[[ MATERIAL FOR THE TASK, beginning ]]

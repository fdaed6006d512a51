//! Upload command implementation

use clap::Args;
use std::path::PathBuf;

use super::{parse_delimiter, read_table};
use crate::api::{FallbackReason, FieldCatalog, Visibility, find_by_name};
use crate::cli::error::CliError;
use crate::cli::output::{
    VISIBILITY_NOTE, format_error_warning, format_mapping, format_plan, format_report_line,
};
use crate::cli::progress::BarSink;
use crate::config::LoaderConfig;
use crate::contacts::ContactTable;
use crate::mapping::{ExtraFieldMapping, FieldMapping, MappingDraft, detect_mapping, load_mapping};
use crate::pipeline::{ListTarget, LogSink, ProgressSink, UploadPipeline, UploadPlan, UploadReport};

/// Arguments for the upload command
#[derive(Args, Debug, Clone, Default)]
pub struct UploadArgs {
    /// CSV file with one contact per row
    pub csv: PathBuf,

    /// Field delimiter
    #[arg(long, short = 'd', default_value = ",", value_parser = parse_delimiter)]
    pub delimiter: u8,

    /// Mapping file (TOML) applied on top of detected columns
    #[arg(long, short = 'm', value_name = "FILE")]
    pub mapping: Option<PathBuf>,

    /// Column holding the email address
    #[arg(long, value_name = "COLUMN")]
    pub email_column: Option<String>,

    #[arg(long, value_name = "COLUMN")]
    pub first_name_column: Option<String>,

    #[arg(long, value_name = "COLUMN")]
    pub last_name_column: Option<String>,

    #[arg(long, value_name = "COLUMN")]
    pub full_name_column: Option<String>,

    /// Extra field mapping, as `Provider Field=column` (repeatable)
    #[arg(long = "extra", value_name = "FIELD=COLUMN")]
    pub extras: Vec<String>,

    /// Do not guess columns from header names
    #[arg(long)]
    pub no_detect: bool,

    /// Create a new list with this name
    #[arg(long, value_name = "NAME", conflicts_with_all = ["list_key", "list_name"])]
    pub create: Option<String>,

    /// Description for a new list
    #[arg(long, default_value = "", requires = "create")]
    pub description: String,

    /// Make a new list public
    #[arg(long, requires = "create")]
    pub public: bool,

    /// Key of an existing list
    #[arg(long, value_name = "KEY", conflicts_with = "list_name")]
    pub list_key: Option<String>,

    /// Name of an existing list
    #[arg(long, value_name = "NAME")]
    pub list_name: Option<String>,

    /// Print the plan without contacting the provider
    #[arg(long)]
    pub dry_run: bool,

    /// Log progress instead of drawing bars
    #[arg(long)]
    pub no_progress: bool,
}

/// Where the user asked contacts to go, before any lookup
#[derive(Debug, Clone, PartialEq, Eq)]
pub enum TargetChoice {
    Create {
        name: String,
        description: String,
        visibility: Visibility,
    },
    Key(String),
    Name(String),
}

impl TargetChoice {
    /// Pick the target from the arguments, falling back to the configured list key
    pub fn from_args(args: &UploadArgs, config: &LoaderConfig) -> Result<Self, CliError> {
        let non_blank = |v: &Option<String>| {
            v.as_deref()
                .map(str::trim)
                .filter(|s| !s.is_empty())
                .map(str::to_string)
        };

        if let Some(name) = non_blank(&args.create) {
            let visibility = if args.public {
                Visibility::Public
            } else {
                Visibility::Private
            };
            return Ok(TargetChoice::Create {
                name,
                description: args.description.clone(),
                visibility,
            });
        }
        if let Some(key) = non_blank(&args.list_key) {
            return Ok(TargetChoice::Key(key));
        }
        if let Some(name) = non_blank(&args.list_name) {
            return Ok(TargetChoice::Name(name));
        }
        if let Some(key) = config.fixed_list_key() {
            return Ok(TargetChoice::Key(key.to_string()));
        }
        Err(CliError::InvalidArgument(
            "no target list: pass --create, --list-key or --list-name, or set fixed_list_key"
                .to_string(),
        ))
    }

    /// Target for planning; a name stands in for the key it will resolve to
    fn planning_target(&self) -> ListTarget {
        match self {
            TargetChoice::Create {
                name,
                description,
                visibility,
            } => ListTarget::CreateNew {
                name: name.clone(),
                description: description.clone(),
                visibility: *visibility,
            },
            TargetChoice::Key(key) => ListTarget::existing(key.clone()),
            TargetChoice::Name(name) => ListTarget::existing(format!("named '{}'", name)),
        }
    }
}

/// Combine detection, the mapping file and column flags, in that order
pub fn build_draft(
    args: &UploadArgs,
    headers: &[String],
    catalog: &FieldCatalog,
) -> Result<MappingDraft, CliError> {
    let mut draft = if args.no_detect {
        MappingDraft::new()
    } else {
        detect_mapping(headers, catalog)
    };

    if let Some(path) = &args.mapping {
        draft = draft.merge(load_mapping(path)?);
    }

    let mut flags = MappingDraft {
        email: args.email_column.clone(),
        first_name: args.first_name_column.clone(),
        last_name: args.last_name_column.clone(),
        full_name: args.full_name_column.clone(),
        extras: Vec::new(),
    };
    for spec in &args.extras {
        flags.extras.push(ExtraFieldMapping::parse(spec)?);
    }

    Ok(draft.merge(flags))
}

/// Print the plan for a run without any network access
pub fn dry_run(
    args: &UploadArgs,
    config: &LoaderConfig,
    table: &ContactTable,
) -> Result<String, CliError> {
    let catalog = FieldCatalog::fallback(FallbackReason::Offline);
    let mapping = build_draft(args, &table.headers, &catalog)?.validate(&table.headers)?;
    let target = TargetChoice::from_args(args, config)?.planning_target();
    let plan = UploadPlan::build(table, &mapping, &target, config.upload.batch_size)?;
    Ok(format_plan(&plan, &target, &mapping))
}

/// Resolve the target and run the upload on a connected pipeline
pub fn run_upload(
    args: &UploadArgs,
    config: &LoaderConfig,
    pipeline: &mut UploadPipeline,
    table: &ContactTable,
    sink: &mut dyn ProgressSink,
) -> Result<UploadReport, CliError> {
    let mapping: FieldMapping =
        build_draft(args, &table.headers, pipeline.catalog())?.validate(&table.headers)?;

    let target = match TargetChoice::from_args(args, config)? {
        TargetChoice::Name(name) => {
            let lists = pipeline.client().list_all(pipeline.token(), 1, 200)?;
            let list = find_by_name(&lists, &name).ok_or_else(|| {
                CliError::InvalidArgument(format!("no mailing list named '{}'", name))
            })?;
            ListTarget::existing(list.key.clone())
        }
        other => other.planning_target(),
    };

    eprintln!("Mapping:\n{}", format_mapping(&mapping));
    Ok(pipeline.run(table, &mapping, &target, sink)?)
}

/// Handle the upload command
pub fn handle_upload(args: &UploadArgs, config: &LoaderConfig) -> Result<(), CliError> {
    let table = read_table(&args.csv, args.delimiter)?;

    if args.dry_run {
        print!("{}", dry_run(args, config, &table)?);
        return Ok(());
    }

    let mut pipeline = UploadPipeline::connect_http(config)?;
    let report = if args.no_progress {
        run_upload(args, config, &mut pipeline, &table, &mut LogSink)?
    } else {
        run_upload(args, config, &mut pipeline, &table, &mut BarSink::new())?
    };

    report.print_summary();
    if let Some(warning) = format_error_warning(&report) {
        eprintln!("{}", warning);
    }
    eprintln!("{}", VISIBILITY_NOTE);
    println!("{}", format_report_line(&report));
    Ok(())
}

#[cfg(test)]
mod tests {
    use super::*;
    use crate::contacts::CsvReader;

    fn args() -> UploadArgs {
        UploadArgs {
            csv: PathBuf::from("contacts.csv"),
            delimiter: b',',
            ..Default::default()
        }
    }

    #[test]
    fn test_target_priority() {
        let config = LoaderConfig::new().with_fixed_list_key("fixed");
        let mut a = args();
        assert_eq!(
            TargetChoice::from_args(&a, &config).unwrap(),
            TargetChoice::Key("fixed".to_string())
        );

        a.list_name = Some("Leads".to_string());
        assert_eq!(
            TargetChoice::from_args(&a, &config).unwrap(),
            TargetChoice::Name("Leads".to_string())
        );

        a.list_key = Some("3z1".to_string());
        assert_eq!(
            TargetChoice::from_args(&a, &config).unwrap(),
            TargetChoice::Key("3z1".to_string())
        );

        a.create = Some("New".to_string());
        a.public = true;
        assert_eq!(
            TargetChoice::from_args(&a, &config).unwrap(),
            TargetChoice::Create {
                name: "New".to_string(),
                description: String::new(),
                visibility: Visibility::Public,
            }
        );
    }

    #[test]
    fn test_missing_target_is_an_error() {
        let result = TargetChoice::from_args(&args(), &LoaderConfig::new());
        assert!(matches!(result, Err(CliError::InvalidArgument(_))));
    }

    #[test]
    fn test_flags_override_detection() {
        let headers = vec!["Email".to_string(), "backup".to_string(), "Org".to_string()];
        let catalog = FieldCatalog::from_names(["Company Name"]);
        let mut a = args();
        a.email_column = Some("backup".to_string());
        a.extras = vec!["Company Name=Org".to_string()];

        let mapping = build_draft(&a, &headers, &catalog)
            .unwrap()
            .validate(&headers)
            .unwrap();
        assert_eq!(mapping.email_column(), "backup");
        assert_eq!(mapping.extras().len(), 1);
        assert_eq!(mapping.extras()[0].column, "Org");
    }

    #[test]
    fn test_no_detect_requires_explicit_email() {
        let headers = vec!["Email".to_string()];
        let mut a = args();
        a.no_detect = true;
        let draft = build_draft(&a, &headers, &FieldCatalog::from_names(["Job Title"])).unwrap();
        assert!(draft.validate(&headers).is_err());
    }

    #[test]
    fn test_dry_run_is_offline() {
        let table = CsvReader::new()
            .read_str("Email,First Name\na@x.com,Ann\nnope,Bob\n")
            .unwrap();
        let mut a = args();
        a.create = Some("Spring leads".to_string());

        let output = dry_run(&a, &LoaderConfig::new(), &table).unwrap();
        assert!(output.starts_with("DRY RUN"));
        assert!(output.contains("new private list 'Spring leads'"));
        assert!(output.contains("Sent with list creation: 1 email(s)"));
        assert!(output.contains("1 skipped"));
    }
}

[[ MATERIAL FOR THE TASK, end ]]
[[ MATERIAL FOR THE TASK, beginning ]]

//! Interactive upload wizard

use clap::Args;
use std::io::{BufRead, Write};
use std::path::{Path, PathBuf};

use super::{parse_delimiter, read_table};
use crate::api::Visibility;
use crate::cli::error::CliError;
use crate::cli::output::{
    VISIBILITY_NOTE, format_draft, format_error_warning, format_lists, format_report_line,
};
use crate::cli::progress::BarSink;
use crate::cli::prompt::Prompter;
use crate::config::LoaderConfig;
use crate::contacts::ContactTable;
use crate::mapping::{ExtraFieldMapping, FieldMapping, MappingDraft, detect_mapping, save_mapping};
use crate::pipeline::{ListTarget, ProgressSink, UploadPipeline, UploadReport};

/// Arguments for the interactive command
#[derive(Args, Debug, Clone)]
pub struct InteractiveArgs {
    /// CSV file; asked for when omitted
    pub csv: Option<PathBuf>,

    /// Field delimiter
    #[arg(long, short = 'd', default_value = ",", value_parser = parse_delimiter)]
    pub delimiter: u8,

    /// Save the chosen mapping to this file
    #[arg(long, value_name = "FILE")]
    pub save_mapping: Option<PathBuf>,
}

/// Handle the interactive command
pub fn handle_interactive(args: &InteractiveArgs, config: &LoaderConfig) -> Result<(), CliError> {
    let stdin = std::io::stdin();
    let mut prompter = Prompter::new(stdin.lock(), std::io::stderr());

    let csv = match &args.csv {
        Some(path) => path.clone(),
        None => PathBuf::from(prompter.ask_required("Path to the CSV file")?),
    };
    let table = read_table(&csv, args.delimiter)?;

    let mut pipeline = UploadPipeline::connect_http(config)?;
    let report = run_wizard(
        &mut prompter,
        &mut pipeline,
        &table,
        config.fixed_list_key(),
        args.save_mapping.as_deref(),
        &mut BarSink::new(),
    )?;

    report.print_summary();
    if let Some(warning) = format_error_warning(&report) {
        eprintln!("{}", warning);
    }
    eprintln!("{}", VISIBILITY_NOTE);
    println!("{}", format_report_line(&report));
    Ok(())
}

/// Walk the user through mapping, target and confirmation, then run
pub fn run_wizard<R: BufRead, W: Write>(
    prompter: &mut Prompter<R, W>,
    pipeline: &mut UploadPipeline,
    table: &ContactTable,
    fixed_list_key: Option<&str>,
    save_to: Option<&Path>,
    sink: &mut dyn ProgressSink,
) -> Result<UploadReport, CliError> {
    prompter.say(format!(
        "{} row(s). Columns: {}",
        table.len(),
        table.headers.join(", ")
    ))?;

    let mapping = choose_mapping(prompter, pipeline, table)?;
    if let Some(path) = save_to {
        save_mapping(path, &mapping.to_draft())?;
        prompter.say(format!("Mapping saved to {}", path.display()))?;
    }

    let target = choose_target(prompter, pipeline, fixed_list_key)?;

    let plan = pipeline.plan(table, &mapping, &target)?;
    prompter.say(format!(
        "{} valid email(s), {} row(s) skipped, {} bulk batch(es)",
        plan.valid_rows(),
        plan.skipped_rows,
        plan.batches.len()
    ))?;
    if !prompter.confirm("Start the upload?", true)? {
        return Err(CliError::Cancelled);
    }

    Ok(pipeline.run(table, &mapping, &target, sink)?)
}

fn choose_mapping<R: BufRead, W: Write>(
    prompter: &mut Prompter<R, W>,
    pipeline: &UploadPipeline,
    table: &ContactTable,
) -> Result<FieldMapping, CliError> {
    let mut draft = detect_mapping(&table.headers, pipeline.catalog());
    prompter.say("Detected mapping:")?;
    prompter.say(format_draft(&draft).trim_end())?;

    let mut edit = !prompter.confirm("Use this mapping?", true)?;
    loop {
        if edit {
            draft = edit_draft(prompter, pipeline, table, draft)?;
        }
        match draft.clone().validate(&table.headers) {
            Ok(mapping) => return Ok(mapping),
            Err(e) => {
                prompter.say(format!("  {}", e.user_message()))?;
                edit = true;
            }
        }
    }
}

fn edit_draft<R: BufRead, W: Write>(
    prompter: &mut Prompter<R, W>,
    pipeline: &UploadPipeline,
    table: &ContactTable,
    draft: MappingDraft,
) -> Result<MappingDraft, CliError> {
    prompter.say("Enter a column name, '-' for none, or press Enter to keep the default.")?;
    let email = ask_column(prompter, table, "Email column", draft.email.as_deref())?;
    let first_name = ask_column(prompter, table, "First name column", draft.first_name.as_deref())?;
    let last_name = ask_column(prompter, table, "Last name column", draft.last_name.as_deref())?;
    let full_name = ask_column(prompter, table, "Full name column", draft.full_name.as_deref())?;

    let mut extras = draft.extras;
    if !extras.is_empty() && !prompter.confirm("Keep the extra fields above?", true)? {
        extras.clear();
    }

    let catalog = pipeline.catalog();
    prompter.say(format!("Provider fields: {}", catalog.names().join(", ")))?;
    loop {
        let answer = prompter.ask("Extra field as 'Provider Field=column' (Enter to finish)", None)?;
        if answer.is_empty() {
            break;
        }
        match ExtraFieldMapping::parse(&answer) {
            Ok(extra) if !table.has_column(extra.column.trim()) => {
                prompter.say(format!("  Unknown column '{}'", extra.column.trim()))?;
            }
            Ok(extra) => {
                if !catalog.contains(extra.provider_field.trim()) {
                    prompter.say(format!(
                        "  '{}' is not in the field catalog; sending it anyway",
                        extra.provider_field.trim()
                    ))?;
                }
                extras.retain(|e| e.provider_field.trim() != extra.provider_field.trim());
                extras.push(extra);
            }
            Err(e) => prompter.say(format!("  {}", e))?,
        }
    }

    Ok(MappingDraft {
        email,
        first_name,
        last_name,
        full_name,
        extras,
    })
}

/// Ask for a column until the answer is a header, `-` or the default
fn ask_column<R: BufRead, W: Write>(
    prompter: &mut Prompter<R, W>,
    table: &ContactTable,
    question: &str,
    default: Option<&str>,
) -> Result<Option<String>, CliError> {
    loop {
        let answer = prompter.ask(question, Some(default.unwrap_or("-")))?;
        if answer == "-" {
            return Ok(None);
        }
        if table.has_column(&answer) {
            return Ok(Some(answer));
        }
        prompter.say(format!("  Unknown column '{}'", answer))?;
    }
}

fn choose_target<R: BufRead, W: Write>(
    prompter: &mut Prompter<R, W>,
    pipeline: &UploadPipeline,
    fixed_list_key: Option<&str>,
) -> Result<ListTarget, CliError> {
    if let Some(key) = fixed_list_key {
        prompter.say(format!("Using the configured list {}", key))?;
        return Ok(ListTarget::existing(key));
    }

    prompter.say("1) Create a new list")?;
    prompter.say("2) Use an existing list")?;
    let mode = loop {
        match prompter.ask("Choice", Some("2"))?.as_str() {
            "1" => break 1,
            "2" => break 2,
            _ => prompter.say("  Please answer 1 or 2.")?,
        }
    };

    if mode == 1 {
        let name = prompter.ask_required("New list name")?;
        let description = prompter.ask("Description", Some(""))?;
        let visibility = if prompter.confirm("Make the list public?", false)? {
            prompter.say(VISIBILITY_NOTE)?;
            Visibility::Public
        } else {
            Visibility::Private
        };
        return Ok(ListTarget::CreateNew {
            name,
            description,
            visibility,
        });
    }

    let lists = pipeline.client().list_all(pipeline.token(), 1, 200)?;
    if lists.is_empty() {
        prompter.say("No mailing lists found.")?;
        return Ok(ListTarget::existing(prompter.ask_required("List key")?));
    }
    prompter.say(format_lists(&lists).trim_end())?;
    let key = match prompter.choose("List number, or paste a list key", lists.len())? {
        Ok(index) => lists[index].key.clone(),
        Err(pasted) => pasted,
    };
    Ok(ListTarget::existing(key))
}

[[ MATERIAL FOR THE TASK, end ]]
[[ MATERIAL FOR THE TASK, beginning ]]

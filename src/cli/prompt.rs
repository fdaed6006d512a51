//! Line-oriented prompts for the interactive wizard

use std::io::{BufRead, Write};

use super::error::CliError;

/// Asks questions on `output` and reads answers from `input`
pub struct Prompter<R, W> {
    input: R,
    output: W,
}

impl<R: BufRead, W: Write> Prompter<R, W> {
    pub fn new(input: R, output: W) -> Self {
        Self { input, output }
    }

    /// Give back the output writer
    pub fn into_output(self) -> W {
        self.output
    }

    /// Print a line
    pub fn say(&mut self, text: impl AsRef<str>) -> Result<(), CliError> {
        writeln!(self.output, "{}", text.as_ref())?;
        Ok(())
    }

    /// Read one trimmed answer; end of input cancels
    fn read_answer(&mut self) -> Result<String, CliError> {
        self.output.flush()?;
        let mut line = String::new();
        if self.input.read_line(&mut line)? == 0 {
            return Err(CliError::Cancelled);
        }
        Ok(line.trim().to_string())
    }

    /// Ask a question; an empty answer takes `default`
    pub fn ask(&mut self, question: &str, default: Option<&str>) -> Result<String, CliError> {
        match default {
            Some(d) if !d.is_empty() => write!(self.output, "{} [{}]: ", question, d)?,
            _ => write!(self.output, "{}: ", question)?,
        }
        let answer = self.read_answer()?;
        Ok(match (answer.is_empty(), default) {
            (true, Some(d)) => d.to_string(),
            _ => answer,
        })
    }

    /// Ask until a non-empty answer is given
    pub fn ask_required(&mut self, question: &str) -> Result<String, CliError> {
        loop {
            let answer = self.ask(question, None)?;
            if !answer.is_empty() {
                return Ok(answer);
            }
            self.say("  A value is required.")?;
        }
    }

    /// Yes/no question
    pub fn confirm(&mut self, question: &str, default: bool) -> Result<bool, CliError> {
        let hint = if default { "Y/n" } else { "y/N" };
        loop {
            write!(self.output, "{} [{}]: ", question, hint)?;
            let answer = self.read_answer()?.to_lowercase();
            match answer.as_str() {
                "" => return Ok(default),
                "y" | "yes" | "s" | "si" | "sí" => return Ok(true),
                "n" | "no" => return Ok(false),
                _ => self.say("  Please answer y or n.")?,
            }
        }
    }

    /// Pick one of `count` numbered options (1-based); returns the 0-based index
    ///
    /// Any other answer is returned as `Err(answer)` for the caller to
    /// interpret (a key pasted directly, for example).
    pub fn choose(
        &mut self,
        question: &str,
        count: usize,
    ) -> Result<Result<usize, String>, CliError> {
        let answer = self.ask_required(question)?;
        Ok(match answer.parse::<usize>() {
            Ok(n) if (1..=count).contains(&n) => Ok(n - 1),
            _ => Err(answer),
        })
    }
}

[[ MATERIAL FOR THE TASK, end ]]

THE TASK: Show every line of the listing containing the string "count" by copying it.

WRITTEN RESPONSE:
    /// Pick one of `count` numbered options (1-based); returns the 0-based index
        count: usize,
            Ok(n) if (1..=count).contains(&n) => Ok(n - 1),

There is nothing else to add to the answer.